Lennox and the Golden Sickle
Although Zindzi Zevenbergen’s debut is about an invisible illness, the book itself is a real eye-catcher. The striking cover is wrapped around a text with an ingenious and surprising design, with some paragraphs printed at angles or vertically, so that you have to turn the book as you read it.
Two artists joined forces to create the vibrant illustrations. Hedy Tjin works in dramatic and expressive felt-tip colours, Brian Elstak uses watercolour and pen, skilfully capturing facial expressions in a sketch-like style. This combination results in a contemporary, dynamic look, which is reminiscent of street art and comic strips. The magic-realist story begins with a powerful sentence, which immediately reveals Zevenbergen’s talent as a writer: ‘Lennox wanted to become brave – and soon.’ The usual things, like monsters, don’t scare Lennox, but real things do, like the neighbour who always looks at him for too long without blinking.
At its core, the story is a simple one: Dad has gone to hospital for his invisible sickness – Lennox does not know exactly what is wrong with him – but he has left his lucky necklace with the golden sickle at home. Lennox decides to take it to him, even though he’s a bit scared of hospitals.
“Elstak and Tjin entice you to take a really close look at the pictures.”
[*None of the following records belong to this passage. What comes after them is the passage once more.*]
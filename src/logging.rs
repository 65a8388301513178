//! Level-gated logging on top of `tracing`.
//!
//! berth logs through the ordinary `tracing` macros. This module only decides
//! what reaches the terminal. Two targets are special:
//!
//! - [`STARTUP_TARGET`]: route registration, listener binding and lifecycle
//!   messages, emitted with [`startup!`](crate::startup). Shown at
//!   [`LogLevel::Startup`] and above.
//! - [`FORCE_TARGET`]: [`force!`](crate::force) lines. Always shown, even at
//!   [`LogLevel::Silent`].

use std::fmt;
use std::str::FromStr;

use tracing_subscriber::filter::{LevelFilter, Targets};
use tracing_subscriber::fmt::time::ChronoUtc;
use tracing_subscriber::layer::SubscriberExt;
use tracing_subscriber::util::SubscriberInitExt;

pub const STARTUP_TARGET: &str = "berth::startup";
pub const FORCE_TARGET: &str = "berth::force";

/// Logs a lifecycle message, visible from [`LogLevel::Startup`] upwards.
#[macro_export]
macro_rules! startup {
    ($($arg:tt)+) => {
        ::tracing::info!(target: $crate::logging::STARTUP_TARGET, $($arg)+)
    };
}

/// Logs regardless of the configured level.
#[macro_export]
macro_rules! force {
    ($($arg:tt)+) => {
        ::tracing::error!(target: $crate::logging::FORCE_TARGET, $($arg)+)
    };
}

/// Verbosity, quietest first.
#[derive(Clone, Copy, Debug, Default, Eq, Hash, Ord, PartialEq, PartialOrd)]
pub enum LogLevel {
    Silent,
    /// Warnings and errors only.
    Quiet,
    #[default]
    Info,
    Startup,
    Debug,
    Trace,
}

impl LogLevel {
    pub fn as_str(self) -> &'static str {
        match self {
            Self::Silent  => "SILENT",
            Self::Quiet   => "QUIET",
            Self::Info    => "INFO",
            Self::Startup => "STARTUP",
            Self::Debug   => "DEBUG",
            Self::Trace   => "TRACE",
        }
    }

    fn base_filter(self) -> LevelFilter {
        match self {
            Self::Silent               => LevelFilter::OFF,
            Self::Quiet                => LevelFilter::WARN,
            Self::Info | Self::Startup => LevelFilter::INFO,
            Self::Debug                => LevelFilter::DEBUG,
            Self::Trace                => LevelFilter::TRACE,
        }
    }

    /// Per-target filter implementing this level.
    pub fn targets(self) -> Targets {
        let startup = if self >= Self::Startup { LevelFilter::TRACE } else { LevelFilter::OFF };
        Targets::new()
            .with_default(self.base_filter())
            .with_target(STARTUP_TARGET, startup)
            .with_target(FORCE_TARGET, LevelFilter::TRACE)
    }
}

/// Case-insensitive. The error carries the rejected name.
impl FromStr for LogLevel {
    type Err = String;

    fn from_str(s: &str) -> Result<Self, Self::Err> {
        match s.trim().to_ascii_uppercase().as_str() {
            "SILENT"  => Ok(Self::Silent),
            "QUIET"   => Ok(Self::Quiet),
            "INFO"    => Ok(Self::Info),
            "STARTUP" => Ok(Self::Startup),
            "DEBUG"   => Ok(Self::Debug),
            "TRACE"   => Ok(Self::Trace),
            _         => Err(s.to_owned()),
        }
    }
}

impl fmt::Display for LogLevel {
    fn fmt(&self, f: &mut fmt::Formatter<'_>) -> fmt::Result {
        f.write_str(self.as_str())
    }
}

/// Installs the global subscriber.
///
/// `timestamp_format` is a chrono strftime string; `None` means RFC 3339.
/// Returns `false` if a subscriber was already installed (tests, or a parent
/// service that set one up first), in which case nothing changes.
pub fn init(level: LogLevel, timestamp: bool, timestamp_format: Option<&str>) -> bool {
    let timed = timestamp.then(|| {
        let timer = match timestamp_format {
            Some(format) => ChronoUtc::new(format.to_owned()),
            None => ChronoUtc::rfc_3339(),
        };
        tracing_subscriber::fmt::layer().with_timer(timer)
    });
    let untimed = (!timestamp).then(|| tracing_subscriber::fmt::layer().without_time());

    tracing_subscriber::registry()
        .with(level.targets())
        .with(timed)
        .with(untimed)
        .try_init()
        .is_ok()
}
After an adventurous journey through the city, Lennox comes to an overgrown field with a tiny building: the Invisible Hospital. Then Zevenbergen adds a dash of magic: the more Lennox learns about sickle cell disease, which is what his dad turns out to have, the bigger the hospital becomes (a corridor extends ‘like a selfie stick’). Zevenbergen turns a story about an illness into more of a story about how not everything that goes on inside us or that is wrong with us can be seen on the outside – and, more important, how what we learn expands our horizons. Lennox’s adventure has made him look different, as Zevenbergen concludes at the end of the story: ‘Like a boy who had become brave. But no, maybe you couldn’t see that at all. Only if you knew.’